IT'S A FOREGONE conclusion that rock isn't fashionable anymore, that the one-time privileges of band membership—the free beer, the adoring girls or guys, the travel—now resemble something close to a sacrifice. Yes, even the promise of a career in software development is enough to deter many would-be guitarists from hopping in the van with a few friends for a fast-food, empty-club tour of the West Coast. Yet some bands persist, even as the pressures of adulthood loom.
Red Stars Theory
The Hub at University of Washington Friday, November 19
Red Stars Theory contends not only with such pressures but with the unwieldy schedules of its members as well. It's hard to get the Seattle band's five musicians in a room together even though they've recently released their second album, Life in a Bubble Can Be Beautiful, on a label, Touch and Go, that most bands would give their drummer's left arm to be on. RST hasn't even played a show in its hometown since April, so it's almost shocking when four of the members pile into a snug booth at Hattie's in Ballard for a chat.
"The whole time we've been a band, it's been sporadic," says affable singer-guitarist James Bertram. "Once all this started happening and we were on Touch and Go, we were gonna do all this stuff, but then it didn't work out."
Drummer Jeremiah Green got sidetracked when his other band, Modest Mouse, signed to Epic and began recording its major-label debut (now in the mixing process, which is why Green's the only Red Stars Theory member not present at Hattie's). Bertram's been otherwise occupied as well; he signed on as bassist for the comparably more active 764-HERO last year. Violinist Seth Warren—yes, they have a violinist—joined the start-up Bugs in Amber, a seven-piece chamber-pop band that is finishing a record of its own. The other two RSTers, bassist Jason Talley and guitarist-vocalist Tonie Palmasani, ruefully admit that this is their main gig, for better or worse.
Though their self-promotional skills are off, these musicians' attention to detail shines both on record and on the occasions when they're all on the same stage. The 1997 debut When Sleep Came Slowly established Red Stars Theory as one of Seattle's best bands, despite few nonmusicians in town knowing about them.
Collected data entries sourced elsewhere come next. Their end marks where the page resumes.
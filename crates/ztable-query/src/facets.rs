//! Distinct value extraction for facet lists

use std::collections::HashSet;

use serde_json::Value;
use ztable_core::{SortDirection, get_path};

use crate::compare_values;

fn is_blank(value: &Value) -> bool {
    match value {
        Value::Null => true,
        Value::Bool(b) => !b,
        Value::Number(n) => n.as_f64().is_none_or(|f| f == 0.0),
        Value::String(s) => s.is_empty(),
        _ => false,
    }
}

/// Distinct values of `field` across the collection, ascending.
///
/// Array leaves are flattened and blank values (null, false, zero, empty string) are dropped.
pub fn distinct_values(records: &[Value], field: &str) -> Vec<Value> {
    let mut seen = HashSet::new();
    let mut values = Vec::new();

    let mut push = |value: &Value| {
        if is_blank(value) {
            return;
        }
        if seen.insert(value.to_string()) {
            values.push(value.clone());
        }
    };

    for record in records {
        match get_path(record, field) {
            Some(Value::Array(items)) => items.iter().for_each(&mut push),
            Some(value) => push(value),
            None => {}
        }
    }

    values.sort_by(|a, b| compare_values(Some(a), Some(b), SortDirection::Asc));
    values
}

#[cfg(test)]
mod tests {
    use super::*;
    use pretty_assertions::assert_eq;
    use serde_json::json;

    #[test]
    fn test_distinct_sorted_and_flattened() {
        let records = vec![
            json!({"work": {"department": "Sales", "skills": ["Rust", "Go"]}}),
            json!({"work": {"department": "Engineering", "skills": ["Go"]}}),
            json!({"work": {"department": "Sales", "skills": []}}),
            json!({"work": {"department": ""}}),
            json!({}),
        ];
        assert_eq!(
            distinct_values(&records, "work.department"),
            vec![json!("Engineering"), json!("Sales")]
        );
        assert_eq!(distinct_values(&records, "work.skills"), vec![json!("Go"), json!("Rust")]);
    }

    #[test]
    fn test_numbers_sort_numerically() {
        let records = vec![json!({"n": 100}), json!({"n": 9}), json!({"n": 0})];
        assert_eq!(distinct_values(&records, "n"), vec![json!(9), json!(100)]);
    }
}
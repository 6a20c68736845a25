//! Page slicing

use ztable_core::PageMeta;

/// Number of pages needed for `total` items at `limit` per page
pub fn total_pages(total: u64, limit: u64) -> u64 {
    total.div_ceil(limit.max(1))
}

/// Slice one page out of an already filtered and sorted collection.
///
/// `page` and `limit` are clamped to at least 1. Pages past the end are empty.
pub fn paginate<T: Clone>(items: &[T], page: u64, limit: u64) -> (Vec<T>, PageMeta) {
    let page = page.max(1);
    let limit = limit.max(1);
    let total = items.len() as u64;
    let offset = (page - 1).saturating_mul(limit);

    let slice = usize::try_from(offset)
        .ok()
        .and_then(|start| items.get(start..))
        .map(|rest| rest.iter().take(limit as usize).cloned().collect())
        .unwrap_or_default();

    let meta = PageMeta {
        total,
        page,
        limit,
        total_pages: total_pages(total, limit),
    };
    (slice, meta)
}

#[cfg(test)]
mod tests {
    use super::*;

    #[test]
    fn test_total_pages_ceil() {
        assert_eq!(total_pages(23, 10), 3);
        assert_eq!(total_pages(20, 10), 2);
        assert_eq!(total_pages(0, 10), 0);
        assert_eq!(total_pages(5, 0), 5);
    }

    #[test]
    fn test_pages_cover_everything_once() {
        let items: Vec<u32> = (0..23).collect();
        let (_, meta) = paginate(&items, 1, 10);
        let mut rebuilt = Vec::new();
        for page in 1..=meta.total_pages {
            let (slice, _) = paginate(&items, page, 10);
            rebuilt.extend(slice);
        }
        assert_eq!(rebuilt, items);
    }

    #[test]
    fn test_page_past_end_is_empty() {
        let items: Vec<u32> = (0..5).collect();
        let (slice, meta) = paginate(&items, 4, 10);
        assert!(slice.is_empty());
        assert_eq!(meta.total, 5);
        assert_eq!(meta.page, 4);
    }
}
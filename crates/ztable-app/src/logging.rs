//! Logging and tracing setup for the `ztable` binary
//!
//! Pretty console output goes to stderr so stdout stays clean for the JSON the binary prints.
//! JSON logs are written to a daily rotated file for bug reports. `RUST_LOG` overrides the
//! configured filter.

use std::path::PathBuf;
use tracing_subscriber::{
    EnvFilter, Layer,
    fmt::{self, format::FmtSpan},
    layer::SubscriberExt,
    util::SubscriberInitExt,
};

const LOG_FILE_PREFIX: &str = "ztable.log";

/// Logging configuration
#[derive(Debug, Clone)]
pub struct LoggingConfig {
    /// Directory where log files should be written
    pub log_dir: PathBuf,

    /// Whether to write JSON logs to a rotated file
    pub enable_json_logs: bool,

    /// Whether to enable pretty console output (stderr)
    pub enable_console_logs: bool,

    /// Whether to include file/line information in logs
    pub include_location: bool,

    /// Whether to log span open/close events
    pub enable_spans: bool,

    /// Default filter when `RUST_LOG` is not set
    pub default_filter: String,
}

impl Default for LoggingConfig {
    fn default() -> Self {
        Self {
            log_dir: log_directory(),
            enable_json_logs: true,
            enable_console_logs: true,
            include_location: cfg!(debug_assertions),
            enable_spans: cfg!(debug_assertions),
            default_filter: "info,ztable_app=debug,ztable_services=debug,ztable_persistence=debug,ztable_server=debug".to_string(),
        }
    }
}

impl LoggingConfig {
    /// JSON logs only; the console stays quiet
    pub fn production() -> Self {
        Self {
            log_dir: log_directory(),
            enable_json_logs: true,
            enable_console_logs: false,
            include_location: false,
            enable_spans: false,
            default_filter: "warn,ztable_app=info,ztable_services=info,ztable_server=info"
                .to_string(),
        }
    }

    /// Verbose console output plus JSON logs
    pub fn development() -> Self {
        Self::default()
    }

    /// Console only, no files
    pub fn testing() -> Self {
        Self {
            log_dir: std::env::temp_dir().join("ztable-tests"),
            enable_json_logs: false,
            enable_console_logs: true,
            include_location: true,
            enable_spans: true,
            default_filter: "debug".to_string(),
        }
    }
}

/// Initialize the global subscriber. Fails if one is already installed.
pub fn init(config: LoggingConfig) -> anyhow::Result<()> {
    if config.enable_json_logs {
        std::fs::create_dir_all(&config.log_dir)?;
    }

    let env_filter = EnvFilter::try_from_default_env()
        .unwrap_or_else(|_| EnvFilter::new(&config.default_filter));

    // NEW fires once per span; ENTER would repeat on every poll of an awaited future.
    let span_events = if config.enable_spans {
        FmtSpan::NEW | FmtSpan::CLOSE
    } else {
        FmtSpan::NONE
    };

    let mut layers = Vec::new();

    if config.enable_console_logs {
        let console_layer = fmt::layer()
            .with_writer(std::io::stderr)
            .with_target(true)
            .with_thread_ids(false)
            .with_thread_names(false)
            .with_file(config.include_location)
            .with_line_number(config.include_location)
            .with_span_events(span_events.clone())
            .with_ansi(true)
            .pretty()
            .with_filter(env_filter.clone())
            .boxed();

        layers.push(console_layer);
    }

    if config.enable_json_logs {
        let file_appender = tracing_appender::rolling::daily(&config.log_dir, LOG_FILE_PREFIX);
        let (non_blocking, guard) = tracing_appender::non_blocking(file_appender);

        // The guard flushes on drop and has to live as long as the process.
        std::mem::forget(guard);

        let json_layer = fmt::layer()
            .with_target(true)
            .with_thread_ids(true)
            .with_thread_names(true)
            .with_file(true)
            .with_line_number(true)
            .with_span_events(span_events)
            .with_ansi(false)
            .json()
            .with_current_span(true)
            .with_span_list(true)
            .with_writer(non_blocking)
            .with_filter(env_filter)
            .boxed();

        layers.push(json_layer);
    }

    tracing_subscriber::registry().with(layers).try_init()?;

    tracing::debug!(
        log_dir = %config.log_dir.display(),
        json_enabled = config.enable_json_logs,
        console_enabled = config.enable_console_logs,
        "logging initialized"
    );

    Ok(())
}

/// `<local data dir>/ztable/logs`
pub fn log_directory() -> PathBuf {
    dirs::data_local_dir()
        .unwrap_or_else(|| PathBuf::from("."))
        .join("ztable")
        .join("logs")
}
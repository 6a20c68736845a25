//! Filter predicate evaluation

use serde_json::Value;
use ztable_core::{
    FieldType, Filter, FilterOperator, comparable, comparable_str, get_path, parse_date,
    parse_number, value_to_number, value_to_text,
};

/// Leaf texts of the resolved values, arrays flattened, original case kept
fn leaf_texts(values: &[&Value]) -> Vec<String> {
    fn push(value: &Value, out: &mut Vec<String>) {
        match value {
            Value::Array(items) => items
                .iter()
                .filter(|item| !item.is_null())
                .for_each(|item| push(item, out)),
            other => out.push(value_to_text(other)),
        }
    }
    let mut out = Vec::new();
    values.iter().for_each(|v| push(v, &mut out));
    out
}

/// Numeric leaves of the resolved values, arrays flattened
fn leaf_numbers(values: &[&Value]) -> Vec<f64> {
    fn push(value: &Value, out: &mut Vec<f64>) {
        match value {
            Value::Array(items) => items.iter().for_each(|item| push(item, out)),
            other => out.extend(value_to_number(other)),
        }
    }
    let mut out = Vec::new();
    values.iter().for_each(|v| push(v, &mut out));
    out
}

/// Case-insensitive equality, or equal instants when both sides are date-like
fn token_equals(token: &str, target: &str) -> bool {
    if token.to_lowercase() == target.to_lowercase() {
        return true;
    }
    match (parse_date(token), parse_date(target)) {
        (Some(a), Some(b)) => a == b,
        _ => false,
    }
}

/// Evaluate one filter against a record.
///
/// The filter's fields are OR'd: the predicate holds if any resolved value satisfies it. A
/// record with no resolvable value for any of the fields never matches. Ordered comparisons
/// read the first resolved value; operands that are neither numbers nor dates fail.
pub fn matches_filter(record: &Value, filter: &Filter) -> bool {
    let resolved: Vec<&Value> = filter
        .fields()
        .filter_map(|field| get_path(record, field))
        .collect();
    let Some(first) = resolved.first() else {
        return false;
    };

    let raw_target = filter.value.trim();
    let target = raw_target.to_lowercase();
    let texts = leaf_texts(&resolved);

    match filter.operator {
        FilterOperator::Contains => texts
            .iter()
            .map(|t| t.to_lowercase())
            .collect::<Vec<_>>()
            .join(" ")
            .contains(&target),
        FilterOperator::Is | FilterOperator::Neq
            if filter.field_type == Some(FieldType::Number) =>
        {
            let Some(operand) = parse_number(raw_target) else {
                return false;
            };
            let any = leaf_numbers(&resolved).iter().any(|n| *n == operand);
            if filter.operator == FilterOperator::Is {
                any
            } else {
                !any
            }
        }
        FilterOperator::Is => texts.iter().any(|t| token_equals(t, raw_target)),
        FilterOperator::Neq => !texts.iter().any(|t| token_equals(t, raw_target)),
        FilterOperator::Starts => texts.iter().any(|t| t.to_lowercase().starts_with(&target)),
        FilterOperator::Ends => texts.iter().any(|t| t.to_lowercase().ends_with(&target)),
        FilterOperator::Gt | FilterOperator::Lt => {
            let (Some(actual), Some(operand)) = (comparable(first), comparable_str(&filter.value))
            else {
                return false;
            };
            if filter.operator == FilterOperator::Gt {
                actual > operand
            } else {
                actual < operand
            }
        }
        FilterOperator::Between => {
            let Some((start, end)) = filter.between_bounds() else {
                return false;
            };
            match (comparable(first), comparable_str(start), comparable_str(end)) {
                (Some(actual), Some(start), Some(end)) => actual >= start && actual <= end,
                _ => false,
            }
        }
    }
}

/// A record passes a filter set when it passes every filter
pub fn matches_all(record: &Value, filters: &[Filter]) -> bool {
    filters.iter().all(|filter| matches_filter(record, filter))
}
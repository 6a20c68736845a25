//! Mapping between `TableState` and the URL / storage channels

use std::sync::Arc;
use std::time::Duration;

use indexmap::IndexSet;
use ztable_core::{SortConfig, SortDirection, parse_filters};
use ztable_state::TableState;

use crate::{
    KeyValueStorage, LocationBar, RecentSearches, build_query, get_json, parse_query, query_value,
    set_json, split_list,
};

/// URL literal meaning "every row is expanded"
pub const EXPANDED_ALL: &str = "all";

#[derive(Debug, Clone, PartialEq, Eq)]
pub struct PersistenceConfig {
    /// Read and write the location query string
    pub sync_url: bool,
    /// Persist expanded rows
    pub sync_expansion: bool,
    /// Page size omitted from the URL
    pub default_page_size: u64,
    /// Maximum expanded-row ids mirrored into the URL
    pub expanded_url_limit: usize,
    pub write_debounce: Duration,
    pub hidden_columns_key: String,
    pub expanded_state_key: String,
    pub recent_searches_key: String,
    pub recent_search_limit: usize,
}

impl Default for PersistenceConfig {
    fn default() -> Self {
        Self {
            sync_url: true,
            sync_expansion: true,
            default_page_size: 10,
            expanded_url_limit: 10,
            write_debounce: Duration::from_millis(150),
            hidden_columns_key: "dt_hidden_columns".to_string(),
            expanded_state_key: "dt_expanded_state".to_string(),
            recent_searches_key: "dt_recent_searches".to_string(),
            recent_search_limit: 5,
        }
    }
}

/// Reads the persisted view once at start-up and writes it back as the state changes
pub struct PersistenceBridge {
    location: Arc<dyn LocationBar>,
    local: Arc<dyn KeyValueStorage>,
    session: Arc<dyn KeyValueStorage>,
    config: PersistenceConfig,
}

impl std::fmt::Debug for PersistenceBridge {
    fn fmt(&self, f: &mut std::fmt::Formatter<'_>) -> std::fmt::Result {
        f.debug_struct("PersistenceBridge")
            .field("config", &self.config)
            .finish_non_exhaustive()
    }
}

impl PersistenceBridge {
    pub fn new(
        location: Arc<dyn LocationBar>,
        local: Arc<dyn KeyValueStorage>,
        session: Arc<dyn KeyValueStorage>,
        config: PersistenceConfig,
    ) -> Self {
        Self {
            location,
            local,
            session,
            config,
        }
    }

    pub fn config(&self) -> &PersistenceConfig {
        &self.config
    }

    /// Recent searches backed by this bridge's local storage
    pub fn recent_searches(&self) -> RecentSearches {
        RecentSearches::load(
            Arc::clone(&self.local),
            self.config.recent_searches_key.clone(),
            self.config.recent_search_limit,
        )
    }

    /// Overlay persisted values onto `state`.
    ///
    /// URL values win over defaults. Hidden columns are the union of the URL list and local
    /// storage; expanded rows are the union of the URL prefix and session storage unless the
    /// URL says every row is expanded.
    pub fn hydrate(&self, mut state: TableState) -> TableState {
        let pairs = if self.config.sync_url {
            parse_query(&self.location.query())
        } else {
            Vec::new()
        };

        if let Some(page) = query_value(&pairs, "page").and_then(|v| v.parse::<u64>().ok()) {
            state.current_page = page.max(1);
        }
        if let Some(limit) = query_value(&pairs, "limit").and_then(|v| v.parse::<u64>().ok()) {
            state.page_size = limit.max(1);
        }
        if let Some(search) = query_value(&pairs, "search") {
            state.search_tokens = split_list(search);
            state.debounced_search_term = state.joined_search();
        }
        if let Some(sort_by) = query_value(&pairs, "sortBy").filter(|v| !v.is_empty()) {
            let direction = query_value(&pairs, "sortOrder")
                .map(SortDirection::parse)
                .unwrap_or_default();
            state.sort_config = SortConfig::new(sort_by, direction);
        }
        if let Some(filters) = query_value(&pairs, "filters") {
            match parse_filters(filters) {
                Ok(filters) => state.active_filters = filters,
                Err(e) => tracing::warn!(error = %e, "ignoring invalid filters in URL"),
            }
        }

        let mut hidden: IndexSet<String> = query_value(&pairs, "hide")
            .map(split_list)
            .unwrap_or_default()
            .into_iter()
            .collect();
        hidden.extend(self.read_list(self.local.as_ref(), &self.config.hidden_columns_key));
        state.hidden_columns = hidden;

        if self.config.sync_expansion {
            match query_value(&pairs, "expanded") {
                Some(EXPANDED_ALL) => {
                    state.all_expanded = true;
                    state.expanded_rows.clear();
                }
                url => {
                    let mut expanded: IndexSet<String> =
                        url.map(split_list).unwrap_or_default().into_iter().collect();
                    expanded.extend(
                        self.read_list(self.session.as_ref(), &self.config.expanded_state_key),
                    );
                    state.expanded_rows = expanded;
                }
            }
        }

        tracing::debug!(
            page = state.current_page,
            page_size = state.page_size,
            filters = state.active_filters.len(),
            hidden = state.hidden_columns.len(),
            expanded = state.expanded_rows.len(),
            "hydrated table state"
        );
        state
    }

    /// Query string for the shareable part of `state`. Only non-default values appear.
    pub fn encode(&self, state: &TableState) -> String {
        let mut pairs: Vec<(&str, String)> = Vec::new();

        if state.current_page > 1 {
            pairs.push(("page", state.current_page.to_string()));
        }
        if state.page_size != self.config.default_page_size {
            pairs.push(("limit", state.page_size.to_string()));
        }
        if !state.search_tokens.is_empty() {
            pairs.push(("search", state.search_tokens.join(",")));
        }
        if let Some(key) = &state.sort_config.key {
            pairs.push(("sortBy", key.clone()));
            pairs.push(("sortOrder", state.sort_config.direction.as_str().to_string()));
        }
        if !state.active_filters.is_empty() {
            match serde_json::to_string(&state.active_filters) {
                Ok(json) => pairs.push(("filters", json)),
                Err(e) => tracing::warn!(error = %e, "failed to encode filters for URL"),
            }
        }
        if !state.hidden_columns.is_empty() {
            let hidden: Vec<&str> = state.hidden_columns.iter().map(String::as_str).collect();
            pairs.push(("hide", hidden.join(",")));
        }
        if self.config.sync_expansion {
            if state.all_expanded {
                pairs.push(("expanded", EXPANDED_ALL.to_string()));
            } else if !state.expanded_rows.is_empty() {
                let prefix: Vec<&str> = state
                    .expanded_rows
                    .iter()
                    .take(self.config.expanded_url_limit)
                    .map(String::as_str)
                    .collect();
                pairs.push(("expanded", prefix.join(",")));
            }
        }

        build_query(pairs)
    }

    /// Mirror `state` into storage and the location. Storage failures are logged and ignored.
    pub fn write(&self, state: &TableState) {
        if state.hidden_columns.is_empty() {
            self.remove(self.local.as_ref(), &self.config.hidden_columns_key);
        } else {
            let hidden: Vec<&String> = state.hidden_columns.iter().collect();
            self.store(self.local.as_ref(), &self.config.hidden_columns_key, &hidden);
        }

        if self.config.sync_expansion {
            if !state.all_expanded && !state.expanded_rows.is_empty() {
                let expanded: Vec<&String> = state.expanded_rows.iter().collect();
                self.store(self.session.as_ref(), &self.config.expanded_state_key, &expanded);
            } else {
                self.remove(self.session.as_ref(), &self.config.expanded_state_key);
            }
        }

        if self.config.sync_url {
            let query = self.encode(state);
            if query != self.location.query() {
                tracing::trace!(query = %query, "replacing location query");
                self.location.replace(&query);
            }
        }
    }

    fn read_list(&self, storage: &dyn KeyValueStorage, key: &str) -> Vec<String> {
        match get_json::<Vec<String>>(storage, key) {
            Ok(list) => list.unwrap_or_default(),
            Err(e) => {
                tracing::debug!(key = %key, error = %e, "ignoring unreadable storage entry");
                Vec::new()
            }
        }
    }

    fn store(&self, storage: &dyn KeyValueStorage, key: &str, values: &[&String]) {
        if let Err(e) = set_json(storage, key, values) {
            tracing::debug!(key = %key, error = %e, "storage write failed");
        }
    }

    fn remove(&self, storage: &dyn KeyValueStorage, key: &str) {
        if let Err(e) = storage.remove(key) {
            tracing::debug!(key = %key, error = %e, "storage remove failed");
        }
    }
}

#[cfg(test)]
mod tests {
    use super::*;
    use crate::{MemoryLocation, MemoryStorage};
    use pretty_assertions::assert_eq;
    use ztable_core::{Filter, FilterOperator};

    struct Fixture {
        location: Arc<MemoryLocation>,
        local: Arc<MemoryStorage>,
        session: Arc<MemoryStorage>,
        bridge: PersistenceBridge,
    }

    fn fixture(query: &str) -> Fixture {
        let location = Arc::new(MemoryLocation::new(query));
        let local = Arc::new(MemoryStorage::new());
        let session = Arc::new(MemoryStorage::new());
        let bridge = PersistenceBridge::new(
            location.clone(),
            local.clone(),
            session.clone(),
            PersistenceConfig::default(),
        );
        Fixture {
            location,
            local,
            session,
            bridge,
        }
    }

    #[test]
    fn test_default_state_encodes_to_empty_query() {
        let f = fixture("");
        assert_eq!(f.bridge.encode(&TableState::default()), "");
    }

    #[test]
    fn test_hydrate_reads_url_values() {
        let f = fixture(
            "?page=3&limit=25&search=senior,lyon&sortBy=finance.salary&sortOrder=desc\
             &filters=%5B%7B%22field%22%3A%22a%22%2C%22operator%22%3A%22is%22%2C%22value%22%3A%22b%22%7D%5D",
        );
        let state = f.bridge.hydrate(TableState::default());
        assert_eq!(state.current_page, 3);
        assert_eq!(state.page_size, 25);
        assert_eq!(state.search_tokens, vec!["senior", "lyon"]);
        assert_eq!(state.debounced_search_term, "senior lyon");
        assert_eq!(
            state.sort_config,
            SortConfig::new("finance.salary", SortDirection::Desc)
        );
        assert_eq!(state.active_filters, vec![Filter::new("a", FilterOperator::Is, "b")]);
    }

    #[test]
    fn test_invalid_filters_are_ignored() {
        let f = fixture("filters=not-json&page=2");
        let state = f.bridge.hydrate(TableState::default());
        assert!(state.active_filters.is_empty());
        assert_eq!(state.current_page, 2);
    }

    #[test]
    fn test_expanded_rows_split_between_url_and_session() {
        let f = fixture("");
        let mut state = TableState::default();
        state.expanded_rows = (1..=12).map(|i| i.to_string()).collect();

        f.bridge.write(&state);

        let pairs = parse_query(&f.location.query());
        assert_eq!(
            query_value(&pairs, "expanded"),
            Some("1,2,3,4,5,6,7,8,9,10")
        );
        let session: Vec<String> = get_json(f.session.as_ref(), "dt_expanded_state")
            .unwrap()
            .unwrap();
        assert_eq!(session.len(), 12);

        let rehydrated = fixture(&f.location.query());
        set_json(rehydrated.session.as_ref(), "dt_expanded_state", &session).unwrap();
        let restored = rehydrated.bridge.hydrate(TableState::default());
        assert_eq!(restored.expanded_rows, state.expanded_rows);
    }

    #[test]
    fn test_expand_all_uses_literal_and_clears_session() {
        let f = fixture("");
        f.session.set("dt_expanded_state", r#"["1"]"#).unwrap();
        let mut state = TableState::default();
        state.all_expanded = true;

        f.bridge.write(&state);

        assert_eq!(f.location.query(), "expanded=all");
        assert!(f.session.is_empty());
        let restored = fixture("expanded=all").bridge.hydrate(TableState::default());
        assert!(restored.all_expanded);
    }

    #[test]
    fn test_expansion_sync_can_be_disabled() {
        let location = Arc::new(MemoryLocation::new(""));
        let session = Arc::new(MemoryStorage::new());
        let bridge = PersistenceBridge::new(
            location.clone(),
            Arc::new(MemoryStorage::new()),
            session.clone(),
            PersistenceConfig {
                sync_expansion: false,
                ..Default::default()
            },
        );
        let mut state = TableState::default();
        state.expanded_rows.insert("5".into());
        bridge.write(&state);
        assert_eq!(location.query(), "");
        assert!(session.is_empty());
    }

    #[test]
    fn test_hidden_columns_cleared_from_local_storage() {
        let f = fixture("");
        let mut state = TableState::default();
        state.hidden_columns.insert("email".into());
        f.bridge.write(&state);
        assert!(f.local.get("dt_hidden_columns").unwrap().is_some());

        state.hidden_columns.clear();
        f.bridge.write(&state);
        assert_eq!(f.local.get("dt_hidden_columns").unwrap(), None);
    }

    #[test]
    fn test_unchanged_query_is_not_replaced() {
        let f = fixture("page=2");
        let state = f.bridge.hydrate(TableState::default());
        f.bridge.write(&state);
        assert_eq!(f.location.replacements(), 0);
    }

    #[test]
    fn test_unavailable_storage_degrades_to_url_only() {
        let location = Arc::new(MemoryLocation::new("hide=email"));
        let bridge = PersistenceBridge::new(
            location.clone(),
            Arc::new(MemoryStorage::unavailable()),
            Arc::new(MemoryStorage::unavailable()),
            PersistenceConfig::default(),
        );
        let mut state = bridge.hydrate(TableState::default());
        assert!(state.is_column_hidden("email"));
        state.expanded_rows.insert("9".into());
        bridge.write(&state);
        assert_eq!(location.query(), "hide=email&expanded=9");
    }
}
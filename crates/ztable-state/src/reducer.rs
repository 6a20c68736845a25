//! The transition function

use std::sync::Arc;

use serde_json::Value;
use ztable_core::record_id;

use crate::{TableAction, TableState};

/// Apply one action.
///
/// Total and side-effect free. An action whose result equals the current state (an unknown
/// action, a stale facet load, re-setting a value already held) returns the same `Arc`, so callers can detect
/// no-ops with `Arc::ptr_eq`.
pub fn reduce(state: &Arc<TableState>, action: TableAction) -> Arc<TableState> {
    let mut next = TableState::clone(state);

    match action {
        TableAction::StartFetch => {
            next.loading = true;
            next.error = None;
        }
        TableAction::FetchSuccess {
            data,
            total,
            total_pages,
        } => {
            next.data = data;
            next.total_rows = total;
            next.total_pages = total_pages;
            next.loading = false;
            next.current_page = next.current_page.clamp(1, total_pages.max(1));
        }
        TableAction::FetchError(message) => {
            next.loading = false;
            next.error = Some(message);
        }
        TableAction::SetSearchTokens(tokens) => {
            next.search_tokens = tokens;
        }
        TableAction::SetFilters(filters) => {
            next.active_filters = filters;
            next.current_page = 1;
        }
        TableAction::ClearFilters => {
            next.active_filters.clear();
            next.search_tokens.clear();
            next.debounced_search_term.clear();
            next.all_expanded = false;
            next.expanded_rows.clear();
            next.current_page = 1;
        }
        TableAction::SyncDebouncedSearch(term) => {
            next.debounced_search_term = term;
            next.current_page = 1;
        }
        TableAction::UpdateParams(update) => {
            next.current_page = update.current_page.unwrap_or(1).max(1);
            if let Some(page_size) = update.page_size {
                next.page_size = page_size.max(1);
            }
            if let Some(sort_config) = update.sort_config {
                next.sort_config = sort_config;
            }
        }
        TableAction::ToggleColumn(key) => {
            if !next.hidden_columns.shift_remove(&key) {
                next.hidden_columns.insert(key);
            }
        }
        TableAction::SetEditCell(cell) => {
            next.editing_cell = cell;
        }
        TableAction::EndEdit(cell) => {
            if !state.is_editing(&cell) {
                return Arc::clone(state);
            }
            next.editing_cell = None;
        }
        TableAction::UpdateRow(patched) => {
            let Some(id) = record_id(&patched, &state.options.id_key) else {
                return Arc::clone(state);
            };
            for row in next.data.iter_mut() {
                if record_id(row, &state.options.id_key).as_deref() == Some(id.as_str()) {
                    merge_shallow(row, &patched);
                }
            }
        }
        TableAction::SetFacets { field, options } => {
            if options.is_none() {
                *next.facet_revisions.entry(field.clone()).or_insert(0) += 1;
            }
            next.facet_cache.insert(field, options);
        }
        TableAction::LoadFacets {
            field,
            options,
            revision,
        } => {
            if state.facet_revision(&field) != revision {
                return Arc::clone(state);
            }
            next.facet_cache.insert(field, Some(options));
        }
        TableAction::ToggleRowExpansion(row_id) => {
            let was_expanded = next.expanded_rows.shift_remove(&row_id);
            if !was_expanded {
                if state.options.accordion_mode {
                    next.expanded_rows.clear();
                }
                next.expanded_rows.insert(row_id);
            }
            next.all_expanded = false;
        }
        TableAction::ExpandAll => {
            next.all_expanded = true;
            next.expanded_rows.clear();
        }
        TableAction::CollapseAll => {
            next.all_expanded = false;
            next.expanded_rows.clear();
        }
        TableAction::Unknown => return Arc::clone(state),
    }

    if next == **state {
        return Arc::clone(state);
    }
    Arc::new(next)
}

/// Top-level keys of `patch` overwrite those of `row`
fn merge_shallow(row: &mut Value, patch: &Value) {
    match (row, patch) {
        (Value::Object(row), Value::Object(patch)) => {
            for (key, value) in patch {
                row.insert(key.clone(), value.clone());
            }
        }
        (row, patch) => *row = patch.clone(),
    }
}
They'd come together when Bertram, fresh from the break-up of the noisy and toothsome Lync, began jamming with longtime friends and musical compatriots Green, Palmasani, and Talley. (The three had played together since their teens, when they formed the core of a punk band called Peeved, which Talley describes as a "wannabe straightedge band.")
RED STARS THEORY'S rolling, epiphany-hugging songs didn't fit any trend or prevailing sound, and just as the rock-based tunes teetered between quiet swells and foreboding outbursts, the band itself waned as an entity. Their shows became so infrequent, Bertram recalls, that those who did know of the group assumed it'd quietly disbanded. "There were a lot of times people thought we'd broken up," he says with a laugh.
Nevertheless, RST did manage to tour after recording the first album. Playing for crowds in other cities brought a modicum of attention, which eventually led to the deal with Touch and Go, and to the recording of Life in a Bubble.
With such a reputable label behind them, the band decided to devote more time to the project, settling in with producer Kip Beelman at a couple of Seattle studios. But their rapport and energy took over quickly, and the songs flowed out of them almost before they'd set up the microphones.
"I couldn't make the first day," Warren says, "so I came in the second day and they had already recorded four songs."
The memory triggers a smile in Bertram. "This recording was the coolest, most smoothly done thing from start to finish," he says.
The result hardly sounds rushed. It opens with the stormy, tension-heightening "How Did This Room Get So White," a Dirty Three-like rambler with reverbed violin spilling over syncopated drumbeats. The rest of the album isn't as boisterous as one might have anticipated; the band sounds focused, whether in crafting baleful yet beautiful near-ballads or more insistent, almost mathematical tracks.
As with most inspired art, the creators of it have a hard time figuring out exactly how it came about. Bertram insists that the band willfully stressed its quieter, more reflective side, while Warren says the band's music shifts unconsciously. They say that producer Beelman called RST "a band that has moments."
Bertram concurs. "A lot of what ended up on the record we just 'did,' and that's how it came out," he says. "It may have never been like that before and may never be like that again." It's a haphazard attitude, but for Red Stars Theory, haphazard works just fine.